Assignment:
Once you find the line containing "pub async fn register_routes()" in the data below, copy it and each following line exactly, up to and including the line containing "pub fn user_room(user_id: &str)", and nothing else.

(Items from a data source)
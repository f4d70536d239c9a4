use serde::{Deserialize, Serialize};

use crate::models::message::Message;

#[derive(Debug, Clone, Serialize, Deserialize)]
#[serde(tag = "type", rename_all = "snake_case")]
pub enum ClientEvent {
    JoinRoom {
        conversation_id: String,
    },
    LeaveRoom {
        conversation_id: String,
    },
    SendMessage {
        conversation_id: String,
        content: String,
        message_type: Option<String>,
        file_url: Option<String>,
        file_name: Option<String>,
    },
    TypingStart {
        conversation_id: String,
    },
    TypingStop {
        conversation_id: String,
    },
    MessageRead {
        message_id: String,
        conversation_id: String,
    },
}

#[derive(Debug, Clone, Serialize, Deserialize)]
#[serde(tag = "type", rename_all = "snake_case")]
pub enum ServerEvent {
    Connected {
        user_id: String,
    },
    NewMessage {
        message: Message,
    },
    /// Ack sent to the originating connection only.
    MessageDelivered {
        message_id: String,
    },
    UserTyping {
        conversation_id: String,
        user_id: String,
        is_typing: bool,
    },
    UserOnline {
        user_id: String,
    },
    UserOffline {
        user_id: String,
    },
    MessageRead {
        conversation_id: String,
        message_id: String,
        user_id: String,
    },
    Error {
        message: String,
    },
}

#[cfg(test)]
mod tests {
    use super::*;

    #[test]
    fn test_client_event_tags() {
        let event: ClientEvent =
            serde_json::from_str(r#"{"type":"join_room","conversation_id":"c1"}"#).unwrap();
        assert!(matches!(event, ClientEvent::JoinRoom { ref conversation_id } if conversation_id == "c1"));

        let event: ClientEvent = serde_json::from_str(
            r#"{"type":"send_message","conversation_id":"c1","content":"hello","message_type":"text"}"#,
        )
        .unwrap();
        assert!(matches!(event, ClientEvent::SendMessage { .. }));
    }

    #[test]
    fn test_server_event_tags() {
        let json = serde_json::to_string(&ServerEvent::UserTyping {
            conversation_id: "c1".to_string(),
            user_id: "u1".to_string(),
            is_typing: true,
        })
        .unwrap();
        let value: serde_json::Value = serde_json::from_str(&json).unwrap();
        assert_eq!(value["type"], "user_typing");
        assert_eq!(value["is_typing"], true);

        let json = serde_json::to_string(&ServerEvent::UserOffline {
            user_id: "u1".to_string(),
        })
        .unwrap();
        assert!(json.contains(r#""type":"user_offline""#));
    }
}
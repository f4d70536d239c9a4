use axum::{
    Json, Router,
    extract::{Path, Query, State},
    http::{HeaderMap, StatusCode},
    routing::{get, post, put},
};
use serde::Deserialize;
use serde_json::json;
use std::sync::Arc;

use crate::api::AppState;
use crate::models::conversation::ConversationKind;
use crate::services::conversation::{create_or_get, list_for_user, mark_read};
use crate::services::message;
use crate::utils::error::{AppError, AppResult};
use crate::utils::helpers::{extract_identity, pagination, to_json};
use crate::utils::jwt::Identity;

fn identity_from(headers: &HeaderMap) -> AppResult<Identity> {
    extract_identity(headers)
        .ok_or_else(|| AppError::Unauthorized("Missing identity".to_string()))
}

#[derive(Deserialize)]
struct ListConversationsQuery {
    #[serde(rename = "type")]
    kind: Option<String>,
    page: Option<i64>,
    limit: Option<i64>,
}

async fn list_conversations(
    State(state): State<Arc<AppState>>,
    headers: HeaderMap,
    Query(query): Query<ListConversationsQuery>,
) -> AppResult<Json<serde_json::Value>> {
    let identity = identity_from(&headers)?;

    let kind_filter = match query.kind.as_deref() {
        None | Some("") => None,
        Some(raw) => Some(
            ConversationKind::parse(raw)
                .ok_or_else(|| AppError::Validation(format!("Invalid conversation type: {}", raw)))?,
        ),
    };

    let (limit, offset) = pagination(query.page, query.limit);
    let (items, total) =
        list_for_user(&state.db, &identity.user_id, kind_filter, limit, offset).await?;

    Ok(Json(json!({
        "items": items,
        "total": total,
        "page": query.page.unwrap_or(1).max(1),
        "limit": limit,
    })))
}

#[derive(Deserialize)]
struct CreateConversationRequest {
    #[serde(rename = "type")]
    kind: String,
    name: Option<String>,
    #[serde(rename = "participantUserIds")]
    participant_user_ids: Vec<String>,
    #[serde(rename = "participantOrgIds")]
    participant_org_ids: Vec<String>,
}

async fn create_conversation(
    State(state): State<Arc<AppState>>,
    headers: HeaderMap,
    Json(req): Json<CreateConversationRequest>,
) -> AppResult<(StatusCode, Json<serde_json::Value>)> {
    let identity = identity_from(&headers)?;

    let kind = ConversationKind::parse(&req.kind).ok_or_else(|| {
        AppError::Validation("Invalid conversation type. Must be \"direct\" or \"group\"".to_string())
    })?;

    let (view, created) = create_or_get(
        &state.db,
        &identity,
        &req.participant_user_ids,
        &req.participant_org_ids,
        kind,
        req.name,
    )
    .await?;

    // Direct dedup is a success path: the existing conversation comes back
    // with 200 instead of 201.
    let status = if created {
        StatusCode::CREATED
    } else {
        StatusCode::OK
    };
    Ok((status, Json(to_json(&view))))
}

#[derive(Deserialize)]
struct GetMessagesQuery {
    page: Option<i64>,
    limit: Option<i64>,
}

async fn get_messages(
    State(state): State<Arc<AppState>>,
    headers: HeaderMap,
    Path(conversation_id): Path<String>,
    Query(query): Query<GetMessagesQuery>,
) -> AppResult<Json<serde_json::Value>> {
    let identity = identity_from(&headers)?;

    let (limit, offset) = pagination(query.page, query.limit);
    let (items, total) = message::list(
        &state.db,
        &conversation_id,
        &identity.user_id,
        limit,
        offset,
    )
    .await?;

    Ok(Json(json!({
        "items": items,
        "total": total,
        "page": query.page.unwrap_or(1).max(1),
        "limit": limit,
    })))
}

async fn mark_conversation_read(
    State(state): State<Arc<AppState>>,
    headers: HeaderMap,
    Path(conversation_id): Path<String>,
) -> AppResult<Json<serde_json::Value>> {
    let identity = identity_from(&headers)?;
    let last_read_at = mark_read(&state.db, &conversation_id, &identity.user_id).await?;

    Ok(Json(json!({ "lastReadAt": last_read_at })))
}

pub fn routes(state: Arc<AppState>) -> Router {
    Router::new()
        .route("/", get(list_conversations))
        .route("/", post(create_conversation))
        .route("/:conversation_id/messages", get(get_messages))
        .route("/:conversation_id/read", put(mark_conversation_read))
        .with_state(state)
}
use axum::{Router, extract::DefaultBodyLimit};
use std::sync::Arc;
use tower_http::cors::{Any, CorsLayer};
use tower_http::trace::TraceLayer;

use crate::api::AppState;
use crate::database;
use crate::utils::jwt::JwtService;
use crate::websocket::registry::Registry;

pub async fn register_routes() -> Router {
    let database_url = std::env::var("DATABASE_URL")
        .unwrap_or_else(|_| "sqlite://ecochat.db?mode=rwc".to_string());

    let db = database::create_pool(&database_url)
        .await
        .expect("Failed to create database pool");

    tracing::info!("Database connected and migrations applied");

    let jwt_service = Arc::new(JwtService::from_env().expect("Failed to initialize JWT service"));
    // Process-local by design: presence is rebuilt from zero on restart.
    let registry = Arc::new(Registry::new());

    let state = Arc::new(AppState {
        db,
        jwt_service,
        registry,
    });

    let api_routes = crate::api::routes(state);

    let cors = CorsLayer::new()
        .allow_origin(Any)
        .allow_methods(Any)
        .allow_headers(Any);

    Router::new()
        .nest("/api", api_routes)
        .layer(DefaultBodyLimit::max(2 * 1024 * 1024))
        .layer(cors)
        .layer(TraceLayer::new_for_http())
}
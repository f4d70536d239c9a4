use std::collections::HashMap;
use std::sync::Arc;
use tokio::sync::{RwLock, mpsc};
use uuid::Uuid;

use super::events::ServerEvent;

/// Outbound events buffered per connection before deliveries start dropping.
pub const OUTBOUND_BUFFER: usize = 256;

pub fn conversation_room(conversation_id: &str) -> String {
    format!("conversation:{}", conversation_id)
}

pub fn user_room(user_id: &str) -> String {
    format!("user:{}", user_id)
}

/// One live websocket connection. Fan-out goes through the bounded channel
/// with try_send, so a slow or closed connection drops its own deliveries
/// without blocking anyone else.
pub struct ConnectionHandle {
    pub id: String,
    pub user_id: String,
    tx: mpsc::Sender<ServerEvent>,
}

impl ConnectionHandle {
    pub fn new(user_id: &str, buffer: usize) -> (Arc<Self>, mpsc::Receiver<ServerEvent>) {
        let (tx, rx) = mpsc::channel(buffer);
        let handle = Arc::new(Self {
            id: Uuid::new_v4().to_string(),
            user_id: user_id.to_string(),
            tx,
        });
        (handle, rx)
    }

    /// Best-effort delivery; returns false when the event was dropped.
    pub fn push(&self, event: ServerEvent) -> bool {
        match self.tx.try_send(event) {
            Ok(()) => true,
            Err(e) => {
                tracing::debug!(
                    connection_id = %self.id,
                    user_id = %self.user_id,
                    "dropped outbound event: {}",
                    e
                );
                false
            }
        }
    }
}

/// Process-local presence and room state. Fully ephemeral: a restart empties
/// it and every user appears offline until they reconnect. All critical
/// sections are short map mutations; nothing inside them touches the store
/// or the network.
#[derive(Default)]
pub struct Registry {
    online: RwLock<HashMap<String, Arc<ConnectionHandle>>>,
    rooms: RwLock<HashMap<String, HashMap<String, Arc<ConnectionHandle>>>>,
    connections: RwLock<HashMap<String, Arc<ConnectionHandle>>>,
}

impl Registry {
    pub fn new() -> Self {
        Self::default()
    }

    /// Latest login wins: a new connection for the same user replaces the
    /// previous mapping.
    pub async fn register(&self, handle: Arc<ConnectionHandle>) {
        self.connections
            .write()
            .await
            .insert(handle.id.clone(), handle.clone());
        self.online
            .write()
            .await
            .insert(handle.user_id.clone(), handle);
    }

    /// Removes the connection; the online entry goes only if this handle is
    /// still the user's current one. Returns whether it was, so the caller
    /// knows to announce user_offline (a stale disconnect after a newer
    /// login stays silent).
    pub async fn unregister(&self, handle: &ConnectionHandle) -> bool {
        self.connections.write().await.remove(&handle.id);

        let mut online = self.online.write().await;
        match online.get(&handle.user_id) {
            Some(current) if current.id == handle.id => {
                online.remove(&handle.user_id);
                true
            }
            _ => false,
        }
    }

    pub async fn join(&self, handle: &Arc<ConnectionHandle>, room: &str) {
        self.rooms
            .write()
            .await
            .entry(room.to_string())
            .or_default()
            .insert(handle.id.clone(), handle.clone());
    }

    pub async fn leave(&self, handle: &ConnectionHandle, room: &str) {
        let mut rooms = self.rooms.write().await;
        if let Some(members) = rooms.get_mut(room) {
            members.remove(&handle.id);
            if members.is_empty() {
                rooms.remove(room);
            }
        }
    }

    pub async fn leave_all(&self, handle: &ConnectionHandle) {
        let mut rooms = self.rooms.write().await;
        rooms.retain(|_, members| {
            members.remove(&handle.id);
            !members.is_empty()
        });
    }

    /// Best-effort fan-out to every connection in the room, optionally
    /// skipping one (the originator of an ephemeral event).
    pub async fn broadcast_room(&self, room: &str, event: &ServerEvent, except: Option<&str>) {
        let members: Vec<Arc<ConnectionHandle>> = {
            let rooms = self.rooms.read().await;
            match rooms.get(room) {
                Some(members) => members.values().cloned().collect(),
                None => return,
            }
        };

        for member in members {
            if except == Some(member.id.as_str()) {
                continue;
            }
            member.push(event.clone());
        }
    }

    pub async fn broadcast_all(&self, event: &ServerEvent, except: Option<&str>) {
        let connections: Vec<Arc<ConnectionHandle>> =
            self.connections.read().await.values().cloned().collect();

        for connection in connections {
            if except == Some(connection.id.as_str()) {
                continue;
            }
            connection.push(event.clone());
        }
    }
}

Response to the task:
pub async fn register_routes() -> Router {
    let database_url = std::env::var("DATABASE_URL")
        .unwrap_or_else(|_| "sqlite://ecochat.db?mode=rwc".to_string());

    let db = database::create_pool(&database_url)
        .await
        .expect("Failed to create database pool");

    tracing::info!("Database connected and migrations applied");

    let jwt_service = Arc::new(JwtService::from_env().expect("Failed to initialize JWT service"));
    // Process-local by design: presence is rebuilt from zero on restart.
    let registry = Arc::new(Registry::new());

    let state = Arc::new(AppState {
        db,
        jwt_service,
        registry,
    });

    let api_routes = crate::api::routes(state);

    let cors = CorsLayer::new()
        .allow_origin(Any)
        .allow_methods(Any)
        .allow_headers(Any);

    Router::new()
        .nest("/api", api_routes)
        .layer(DefaultBodyLimit::max(2 * 1024 * 1024))
        .layer(cors)
        .layer(TraceLayer::new_for_http())
}
repository f4d70536d239c9a4
use std::collections::HashMap;
use std::sync::Arc;
use tokio::sync::{RwLock, mpsc};
use uuid::Uuid;

use super::events::ServerEvent;

/// Outbound events buffered per connection before deliveries start dropping.
pub const OUTBOUND_BUFFER: usize = 256;

pub fn conversation_room(conversation_id: &str) -> String {
    format!("conversation:{}", conversation_id)
}

pub fn user_room(user_id: &str) -> String {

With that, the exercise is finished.